Stored data:
____

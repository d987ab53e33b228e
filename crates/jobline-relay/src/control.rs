//! Manual browser controls.
//!
//! These bypass the voice model: the change is applied straight through the
//! mutation entry point and broadcast. The returned note lets the bridge
//! tell the assistant what the user just did on screen.

use jobline_core::protocol::{ClientMessage, ManualSearch, SelectJob};
use jobline_core::{Mutation, RelayError, SessionId};
use serde_json::Value;

use crate::bridge::BridgeContext;

#[derive(Clone, Debug, PartialEq)]
pub enum ManualControl {
    Search(ManualSearch),
    Select(SelectJob),
    ShowResults,
    Reset,
}

impl ManualControl {
    /// The control carried by `msg`, if it is one.
    pub fn from_message(msg: ClientMessage) -> Option<Self> {
        match msg {
            ClientMessage::ManualSearch { data } => Some(Self::Search(data)),
            ClientMessage::SelectJob { data } => Some(Self::Select(data)),
            ClientMessage::ViewSearchResults => Some(Self::ShowResults),
            ClientMessage::ResetState => Some(Self::Reset),
            _ => None,
        }
    }

    pub fn kind(&self) -> &'static str {
        match self {
            Self::Search(_) => "manual_search",
            Self::Select(_) => "select_job",
            Self::ShowResults => "view_search_results",
            Self::Reset => "reset_state",
        }
    }

    /// Apply to `session` and broadcast. Returns a note for the assistant.
    pub async fn apply(self, ctx: &BridgeContext, session: &SessionId) -> Result<String, RelayError> {
        let (mutation, note) = match self {
            Self::Search(search) => {
                let country = search.country.filter(|c| !c.trim().is_empty());
                let page = ctx.catalog.search(&search.query, country.as_deref()).await?;
                let note = search_note(&search.query, country.as_deref(), &page.jobs, page.total);
                (
                    Mutation::SearchCompleted {
                        query: search.query,
                        country,
                        results: page.jobs,
                        total_count: page.total,
                    },
                    note,
                )
            }
            Self::Select(select) => {
                let job = ctx.catalog.job_details(&select.job_id).await?;
                let title = job.get("title").and_then(Value::as_str).unwrap_or("a job");
                let note = format!(
                    "The user opened the details of \"{title}\" on screen. Answer questions about this job."
                );
                (Mutation::JobSelected { job }, note)
            }
            Self::ShowResults => (
                Mutation::ShowResults,
                "The user went back to the search results list on screen.".to_owned(),
            ),
            Self::Reset => (
                Mutation::Reset,
                "The user reset the conversation. Start over and ask what role they are looking for."
                    .to_owned(),
            ),
        };
        let _ = ctx.broadcaster.apply(session, &mutation).await?;
        Ok(note)
    }
}

fn search_note(query: &str, country: Option<&str>, jobs: &[Value], total: u64) -> String {
    let place = country.map(|c| format!(" in {c}")).unwrap_or_default();
    let titles: Vec<&str> = jobs
        .iter()
        .take(jobline_core::session::MAX_RESULTS)
        .filter_map(|j| j.get("title").and_then(Value::as_str))
        .collect();
    if titles.is_empty() {
        return format!("The user searched on screen for \"{query}\"{place} and found no jobs.");
    }
    format!(
        "The user searched on screen for \"{query}\"{place}; {total} jobs matched. Showing: {}.",
        titles.join("; ")
    )
}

____

» **Task statement**: Scan the records above for the word "ClientMessage". Copy each line that has it.

» **Answer to this task**:
use jobline_core::protocol::{ClientMessage, ManualSearch, SelectJob};
    pub fn from_message(msg: ClientMessage) -> Option<Self> {
            ClientMessage::ManualSearch { data } => Some(Self::Search(data)),
            ClientMessage::SelectJob { data } => Some(Self::Select(data)),
            ClientMessage::ViewSearchResults => Some(Self::ShowResults),
            ClientMessage::ResetState => Some(Self::Reset),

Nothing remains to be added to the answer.